21 fevereiro 2021

Se eu de ti me não lembrar, Jerusalém


(Gadamael Porto, Guiné, 1973)

Nos gritos silenciados
Pelos esgares multiplicados desta metralha horrenda,
Se eu de vós me não lembrar, meu monte e meu rio sagrados,
Que a minha língua se prenda,
Que a minha língua se prenda!

        Junto ao Rio de Cacine me sentei chorando,
        Com saudades consagradas
        Ao meu chão;
        Nos palmares do chão manjaco desfiando
        Um rosário de granadas
        De mão.

Partem de Kandiafara mísseis Strela em demanda da minha vida,
Quando eu demando a minha terra da promissão:
Tão longe está o doce favo da partida,
A cama desfeita, os olhos embaciados amarrados ao vulcão.

Não é este o Rio que eu desejo engrossar com as lágrimas salgadas
Desta saudade tamanha;
Jazem a harpa e a G3, dependuradas
No tarrafe da bolanha.
Não é este o rio das bogas, dos barbos, das enguias e dos mexilhões
Que eu demando. Este rio não é
O rio que eu desejo.
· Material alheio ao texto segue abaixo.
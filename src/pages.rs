//! Page registry
//!
//! The fixed, ordered table of known pages plus the order sequence used for
//! prev/next adjacency. Built once and never mutated afterwards.

use std::collections::HashSet;

use crate::error::{CliError, Result};
use crate::types::{PageEntry, PageInfo, PageKey};

// =============================================================================
// Constants
// =============================================================================

/// Banner text shown at the top of every page
pub const SITE_TITLE: &str = "小松購買システム";

/// Key of the site's landing page
pub const HOME_KEY: &str = "home";

/// Link target for the landing page from any sub-page
pub const HOME_PATH: &str = "../index.html";

/// Built-in pages as (key, path, title), in registry order
const BUILTIN_PAGES: [(&str, &str, &str); 7] = [
    ("home", "../index.html", "ホーム"),
    ("login", "../login/index.html", "ログイン"),
    ("register", "../register/index.html", "会員登録"),
    ("menu", "../menu/index.html", "メニュー"),
    ("cart", "../cart/index.html", "カート"),
    ("detail", "../detail/index.html", "商品詳細"),
    ("order-dashboard", "../order-dashboard/index.html", "注文管理"),
];

/// Built-in prev/next order
const BUILTIN_ORDER: [&str; 7] = [
    "home",
    "login",
    "register",
    "menu",
    "cart",
    "detail",
    "order-dashboard",
];

// =============================================================================
// Page Registry
// =============================================================================

/// Ordered mapping from page key to page metadata
#[derive(Debug, Clone, PartialEq, Eq)]
pub struct PageRegistry {
    site_title: String,
    home_path: String,
    entries: Vec<(PageKey, PageInfo)>,
    order: Vec<PageKey>,
}

impl PageRegistry {
    /// The site's built-in page table
    pub fn builtin() -> Self {
        Self {
            site_title: SITE_TITLE.to_string(),
            home_path: HOME_PATH.to_string(),
            entries: BUILTIN_PAGES
                .iter()
                .map(|(key, path, title)| {
                    (
                        key.to_string(),
                        PageInfo {
                            path: path.to_string(),
                            title: title.to_string(),
                        },
                    )
                })
                .collect(),
            order: BUILTIN_ORDER.iter().map(|key| key.to_string()).collect(),
        }
    }

    /// Build a registry from explicit entries
    ///
    /// `order` defaults to registry order. Rejects an empty page list,
    /// duplicate keys, and order entries that are unregistered or repeated.
    pub fn new(
        site_title: impl Into<String>,
        home_path: impl Into<String>,
        pages: Vec<PageEntry>,
        order: Option<Vec<PageKey>>,
    ) -> Result<Self> {
        if pages.is_empty() {
            return Err(CliError::InvalidConfig(
                "site must define at least one page".to_string(),
            ));
        }

        let mut seen = HashSet::new();
        for page in &pages {
            if page.key.trim().is_empty() {
                return Err(CliError::InvalidConfig(
                    "page key cannot be empty".to_string(),
                ));
            }
            if !seen.insert(page.key.as_str()) {
                return Err(CliError::InvalidConfig(format!(
                    "duplicate page key '{}'",
                    page.key
                )));
            }
        }

        let order = match order {
            Some(order) => {
                let mut ordered = HashSet::new();
                for key in &order {
                    if !seen.contains(key.as_str()) {
                        return Err(CliError::InvalidConfig(format!(
                            "order references unknown page '{}'",
                            key
                        )));
                    }
                    if !ordered.insert(key.as_str()) {
                        return Err(CliError::InvalidConfig(format!(
                            "order lists page '{}' more than once",
                            key
                        )));
                    }
                }
                order
            }
            None => pages.iter().map(|page| page.key.clone()).collect(),
        };

        let unordered: Vec<&str> = pages
            .iter()
            .map(|page| page.key.as_str())
            .filter(|key| !order.iter().any(|ordered| ordered == key))
            .collect();
        if !unordered.is_empty() {
            tracing::warn!(
                pages = ?unordered,
                "some pages are not part of the prev/next order"
            );
        }

        Ok(Self {
            site_title: site_title.into(),
            home_path: home_path.into(),
            entries: pages
                .into_iter()
                .map(|page| {
                    (
                        page.key,
                        PageInfo {
                            path: page.path,
                            title: page.title,
                        },
                    )
                })
                .collect(),
            order,
        })
    }

    pub fn site_title(&self) -> &str {
        &self.site_title
    }

    pub fn home_path(&self) -> &str {
        &self.home_path
    }

    /// Prev/next order sequence
    pub fn order(&self) -> &[PageKey] {
        &self.order
    }

    pub fn get(&self, key: &str) -> Option<&PageInfo> {
        self.entries
            .iter()
            .find(|(candidate, _)| candidate == key)
            .map(|(_, info)| info)
    }

    pub fn contains(&self, key: &str) -> bool {
        self.get(key).is_some()
    }

    /// Entries in registry order
    pub fn iter(&self) -> impl Iterator<Item = (&str, &PageInfo)> {
        self.entries.iter().map(|(key, info)| (key.as_str(), info))
    }

    pub fn len(&self) -> usize {
        self.entries.len()
    }

    pub fn is_empty(&self) -> bool {
        self.entries.is_empty()
    }

    /// Title for `key`, or the key itself when unregistered
    pub fn title_or_key<'a>(&'a self, key: &'a str) -> &'a str {
        match self.get(key) {
            Some(info) => &info.title,
            None => key,
        }
    }

    /// Navigation target for a registered page
    ///
    /// Home always resolves to the home path, regardless of its entry.
    pub fn href_for(&self, key: &str) -> Option<&str> {
        let info = self.get(key)?;
        if key == HOME_KEY {
            Some(&self.home_path)
        } else {
            Some(&info.path)
        }
    }

    /// Entries as flat records, for listings and serialization
    pub fn to_entries(&self) -> Vec<PageEntry> {
        self.iter()
            .map(|(key, info)| PageEntry {
                key: key.to_string(),
                path: info.path.clone(),
                title: info.title.clone(),
            })
            .collect()
    }
}

impl Default for PageRegistry {
    fn default() -> Self {
        Self::builtin()
    }
}

// =============================================================================
// Tests
// =============================================================================

#[cfg(test)]
mod tests {
    use super::*;

    fn entry(key: &str, title: &str) -> PageEntry {
        PageEntry {
            key: key.to_string(),
            path: format!("../{}/index.html", key),
            title: title.to_string(),
        }
    }

    #[test]
    fn builtin_registry_has_seven_pages_in_order() {
        let registry = PageRegistry::builtin();
        let keys: Vec<&str> = registry.iter().map(|(key, _)| key).collect();
        assert_eq!(
            keys,
            vec![
                "home",
                "login",
                "register",
                "menu",
                "cart",
                "detail",
                "order-dashboard"
            ]
        );
        assert_eq!(registry.order(), keys.as_slice());
    }

    #[test]
    fn builtin_registry_titles() {
        let registry = PageRegistry::builtin();
        assert_eq!(registry.get("register").unwrap().title, "会員登録");
        assert_eq!(registry.get("cart").unwrap().title, "カート");
        assert_eq!(
            registry.get("order-dashboard").unwrap().path,
            "../order-dashboard/index.html"
        );
        assert_eq!(registry.site_title(), SITE_TITLE);
    }

    #[test]
    fn title_or_key_falls_back_to_raw_key() {
        let registry = PageRegistry::builtin();
        assert_eq!(registry.title_or_key("menu"), "メニュー");
        assert_eq!(registry.title_or_key("about"), "about");
    }

    #[test]
    fn href_for_special_cases_home() {
        let registry = PageRegistry::new(
            "Shop",
            "/",
            vec![entry("home", "Home"), entry("cart", "Cart")],
            None,
        )
        .unwrap();

        assert_eq!(registry.href_for("home"), Some("/"));
        assert_eq!(registry.href_for("cart"), Some("../cart/index.html"));
        assert_eq!(registry.href_for("missing"), None);
    }

    #[test]
    fn new_defaults_order_to_registry_order() {
        let registry = PageRegistry::new(
            "Shop",
            HOME_PATH,
            vec![entry("b", "B"), entry("a", "A")],
            None,
        )
        .unwrap();
        assert_eq!(registry.order(), ["b".to_string(), "a".to_string()]);
    }

    #[test]
    fn new_accepts_order_independent_of_registry_order() {
        let registry = PageRegistry::new(
            "Shop",
            HOME_PATH,
            vec![entry("a", "A"), entry("b", "B")],
            Some(vec!["b".to_string(), "a".to_string()]),
        )
        .unwrap();
        assert_eq!(registry.order(), ["b".to_string(), "a".to_string()]);
        let keys: Vec<&str> = registry.iter().map(|(key, _)| key).collect();
        assert_eq!(keys, vec!["a", "b"]);
    }

    #[test]
    fn new_rejects_empty_page_list() {
        let err = PageRegistry::new("Shop", HOME_PATH, vec![], None).unwrap_err();
        assert!(matches!(err, CliError::InvalidConfig(_)));
    }

    #[test]
    fn new_rejects_duplicate_keys() {
        let err = PageRegistry::new(
            "Shop",
            HOME_PATH,
            vec![entry("cart", "Cart"), entry("cart", "Again")],
            None,
        )
        .unwrap_err();
        assert!(err.to_string().contains("duplicate page key 'cart'"));
    }

    #[test]
    fn new_rejects_duplicate_order_entries() {
        let err = PageRegistry::new(
            "Shop",
            HOME_PATH,
            vec![entry("a", "A"), entry("b", "B")],
            Some(vec!["a".to_string(), "a".to_string()]),
        )
        .unwrap_err();
        assert!(matches!(err, CliError::InvalidConfig(_)));
        assert!(err.to_string().contains("page 'a' more than once"));
    }

    #[test]
    fn new_allows_pages_outside_the_order() {
        let registry = PageRegistry::new(
            "Shop",
            HOME_PATH,
            vec![entry("a", "A"), entry("b", "B")],
            Some(vec!["a".to_string()]),
        )
        .unwrap();
        assert!(registry.contains("b"));
        assert_eq!(registry.order(), ["a".to_string()]);
    }

    #[test]
    fn new_rejects_unregistered_order_entries() {
        let err = PageRegistry::new(
            "Shop",
            HOME_PATH,
            vec![entry("cart", "Cart")],
            Some(vec!["cart".to_string(), "checkout".to_string()]),
        )
        .unwrap_err();
        assert!(err.to_string().contains("unknown page 'checkout'"));
    }
}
O rio Cacine tem candambas, tem bicudas, tubarões,
Nasce e morre em quatro horas de maré.

Aqui as bajudas balançam com altivez os chalavares dos camarões
E os flamingos parecem levitar num golpe d'asa;
Mas a água do meu rio, como o fogo dos vulcões,
É ferro em brasa.

O meu Tâmega sagrado foi rasgado com um grito,
Marcado pelo lume que a profecia diz,
Um pássaro de fogo voando no infinito,
Doce cicatriz.

        Junto ao Rio de Cacine me sentei chorando,
        Com saudades consagradas
        Ao meu chão;
        Nos palmares do chão manjaco desfiando
        Um rosário de granadas
        De mão.

Nos gritos silenciados
Pelos esgares multiplicados desta metralha horrenda,
Se eu de vós me não lembrar, meu monte e meu rio sagrados,
Que a minha língua se prenda,
Que a minha língua se prenda!


Luís Jales de Oliveira, Corre-me um Rio no Peito, edição de autor, Mondim de Basto, 2010


Pelicanos no Rio Cacine, Guiné-Bissau (Foto: Pedro do Vale)

Em primeiro plano o Rio Tâmega e em último plano o Monte Farinha, Mondim de Basto, Portugal (Foto: Movimento Cidadania para o Desenvolvimento no Tâmega)

GLOSSÁRIO

Chão manjaco - território habitado pelo povo manjaco da Guiné-Bissau

Kandiafara - localidade na República da Guiné (Guiné-Conacri)

Mísseis Strela - mísseis terra-ar com sensores de infra-vermelhos, que podiam ser disparados a partir do ombro de um atirador

Vulcão - alusão ao Monte Farinha, nas proximidades de Mondim de Basto, que não é um vulcão, embora pareça; no seu cume não existe qualquer cratera, mas sim um santuário dedicado a Nossa Senhora da Graça

Tarrafe - o mesmo que tamargueira ou tramagueira, árvore de pequenas dimensões

Bolanha - extensão de terreno alagadiço na Guiné-Bissau

Bajudas - jovens do sexo feminino

Chalavar - instrumento de pesca dotado de rede camaroeira, usado para apanhar marisco

Comentários: 3

Blogger Rogério G.V. Pereira escreveu...

"Não é este o Rio que eu desejo engrossar com as lágrimas salgadas"

Todos nós temos um rio que queremos salvar!

Dê um abraço ao autor do poema, mesmo se não o conheça!

21 fevereiro, 2021 12:30  
Blogger Fernando Ribeiro escreveu...

Não conheço o autor, mas gostaria.

O título do poema mostra que Jales de Oliveira se inspirou no episódio bíblico da conquista dos reinos de Israel e de Judá pelo rei Nabucodonosor, que levou os seus habitantes cativos para Babilónia. O exílio então vivido pelos israelitas tem vindo a ser uma inesgotável fonte de inspiração para muitos escritores e artistas ao longo dos séculos. Por exemplo, Luís de Camões escreveu as conhecidas redondilhas Sôbolos rios que vão e o compositor italiano Giuseppe Verdi compôs uma ópera sobre o tema, chamada Nabucco, que inclui o famoso Va pensiero, que o Rogério ainda recentemente publicou no seu blog.

Neste poema, Jales de Oliveira compara o seu próprio exílio nas margens do Rio Cacine ao exílio dos judeus nas margens dos rios de Babilónia.

22 fevereiro, 2021 03:15  
Blogger Maria João Brito de Sousa escreveu...

Toda eu sou um rio, meu amigo. Toda eu.